# The Airbus 330 - Possibility of Electrical/Computer Problems



## syscom3 (Jul 20, 2009)

Click on the link to read the whole story. 




> With its human-proof computer systems, it is the most technically advanced aircraft in the world. So why has the Airbus 330's gleaming new fleet been so dogged by technical problems... and disturbing evidence of flawed cabling been so comprehensively ignored?



Read more: LIVE SPECIAL INVESTIGATION: The series of mysterious Airbus 330 accidents culminating in tragic loss of Air France Flight 447 | Mail Online


----------



## lingo (Jul 20, 2009)

syscom3 said:


> Click on the link to read the whole story.
> 
> 
> 
> ...



The press loves drama and conspiracy. Now remind me, what sort of aircraft was N387SW?


----------



## syscom3 (Jul 20, 2009)

lingo said:


> The press loves drama and conspiracy. Now remind me, what sort of aircraft was N387SW?



What does that have to do with this story?


----------



## DerAdlerIstGelandet (Jul 20, 2009)

Exactly what does that have to do with this topic?


----------



## lingo (Jul 20, 2009)

DerAdlerIstGelandet said:


> Exactly what does that have to do with this topic?



The topic seems to be about rubbishing the Airbus A330 with the information coming from a newspaper. I would be far more impressed with information from the regulatory authorities, or the users and maintainers.
Long experience has taught me not to believe everything the dailies tell us. The bit about the A 340 had nothing to do with the A 330. It was all to do with the unbelievable stupidity of the airlines ground staff who disregarded regulations and accepted procedures. 

It wouldn't take a towering genius to find a catalogue of incidents and problems suffered by* any *aircraft type. The airline industry is forever sending out preventative advice to its users - and rightly so, but if it all got into the hands of the press to misinterpret there would be far fewer bums on seats as the public would stay away in droves! I mentioned the Boeing 737 N387SW that was fortunate to escape from a decompression caused by the skin structure failing. Just think how that might have been reported by the media.


----------



## DerAdlerIstGelandet (Jul 20, 2009)

lingo said:


> The topic seems to be about rubbishing the Airbus A330 with the information coming from a newspaper.
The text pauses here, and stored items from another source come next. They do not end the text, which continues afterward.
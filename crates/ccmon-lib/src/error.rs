//! Error types for the cost monitor

use thiserror::Error;

/// Errors raised while loading or validating a scenario
#[derive(Debug, Error)]
pub enum ScenarioError {
    #[error("decoding scenario: {0}")]
    Decode(#[from] serde_yaml::Error),

    #[error("reading scenario: {0}")]
    Io(#[from] std::io::Error),

    #[error("scenario has no name")]
    MissingName,

    #[error("scenario has zero length duration")]
    ZeroDuration,

    #[error("scenario has no events")]
    NoEvents,

    #[error("duplicate workload name: {0}")]
    DuplicateWorkload(String),

    #[error("event references unknown workload: {0}")]
    UnknownWorkload(String),

    #[error("invalid node selector {selector:?}: {reason}")]
    InvalidSelector { selector: String, reason: String },

    #[error("invalid {field} quantity {value:?} for workload {workload}")]
    InvalidQuantity {
        workload: String,
        field: &'static str,
        value: String,
    },

    #[error("invalid duration {0:?}")]
    InvalidDuration(String),

    #[error("repeat interval must be non-zero")]
    ZeroRepeat,

    #[error("repeating events expand past {limit} events")]
    TooManyEvents { limit: usize },
}

/// Errors returned by the cluster API seams
#[derive(Debug, Error)]
pub enum ClusterError {
    /// Optimistic-concurrency conflict on write; safe to retry
    #[error("conflict writing {0}")]
    Conflict(String),

    #[error("not found: {0}")]
    NotFound(String),

    #[error("kubernetes api error: {0}")]
    Kube(#[from] kube::Error),

    #[error("{0}")]
    Other(String),
}

impl ClusterError {
    pub fn is_conflict(&self) -> bool {
        matches!(self, ClusterError::Conflict(_))
    }
}

/// Errors raised by telemetry sinks
#[derive(Debug, Error)]
pub enum TelemetryError {
    #[error("telemetry io error: {0}")]
    Io(#[from] std::io::Error),

    #[error("telemetry sink is closed")]
    Closed,
}
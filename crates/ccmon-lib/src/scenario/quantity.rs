//! Kubernetes resource quantity validation

use k8s_openapi::apimachinery::pkg::api::resource::Quantity;
use regex::Regex;
use std::sync::OnceLock;

static QUANTITY_RE: OnceLock<Regex> = OnceLock::new();

fn quantity_re() -> &'static Regex {
    QUANTITY_RE.get_or_init(|| {
        Regex::new(r"^\+?([0-9]+(\.[0-9]*)?|\.[0-9]+)([KMGTPE]i|[numkMGTPE]|[eE][+-]?[0-9]+)?$")
            .expect("quantity pattern is valid")
    })
}

/// Parse a resource quantity such as `100m`, `1`, `512Mi` or `1e3`
///
/// Returns `None` when the text is not a valid non-negative quantity.
pub fn parse_quantity(text: &str) -> Option<Quantity> {
    let trimmed = text.trim();
    if quantity_re().is_match(trimmed) {
        Some(Quantity(trimmed.to_string()))
    } else {
        None
    }
}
I would be far more impressed with information from the regulatory authorities, or the users and maintainers.
> Long experience has taught me not to believe everything the dailies tell us. The bit about the A 340 had nothing to do with the A 330. It was all to do with the unbelievable stupidity of the airlines ground staff who disregarded regulations and accepted procedures.
> 
> It wouldn't take a towering genius to find a catalogue of incidents and problems suffered by* any *aircraft type. The airline industry is forever sending out preventative advice to its users - and rightly so, but if it all got into the hands of the press to misinterpret there would be far fewer bums on seats as the public would stay away in droves! I mentioned the Boeing 737 N387SW that was fortunate to escape from a decompression caused by the skin structure failing. Just think how that might have been reported by the media.



No the thread was a topic about the Airbus A330.

You need to chill out. Anytime anyone states anything about the British or Europe in general you automatically go on the defensive. I could post a story about European weather and you would find someway to take offense to it. It is rather annoying. Would it make you feel better if I posted one about Boeing...???

Just chill out...


----------



## Maximowitz (Jul 20, 2009)

He's got a point actually. The only thing I'd believe written in the Daily Mail is the sports results. And I'd check them afterwards too.

It's known as the "Daily Bigot" in the UK due to its rather parochial right wing viewpoint.


----------



## DerAdlerIstGelandet (Jul 20, 2009)

Maximowitz said:


> He's got a point actually. The only thing I'd believe written in the Daily Mail is the sports results. And I'd check them afterwards too.
> 
> It's known as the "Daily Bigot" in the UK due to its rather parochial right wing viewpoint.



That may be true, but the thread was not written as an attack on Airbus.


----------



## gumbyk (Jul 20, 2009)

Lingo, ignore the hype and hysteria in the opening of the stroy.
There is some element of plausibility in this. Its about a string on uncommanded control inputs on the Airbus series of aircraft, possibly caused by aging wiring. It does happen.

I have had some experience in trying to track down the same sort of issue, in a light GA aircraft autopilot system, and it was implssoble to reproduce the fault on the ground. It was only by rewiring the nav and autopilot systems that we corrected the problem. Never did find exactly where the issue was though. I can only imagine what it would have been like had it been in a high-performance, or large air transport aircraft.


----------



## comiso90 (Jul 20, 2009)

DerAdlerIstGelandet said:


> That may be true, but the thread was not written as an attack on Airbus.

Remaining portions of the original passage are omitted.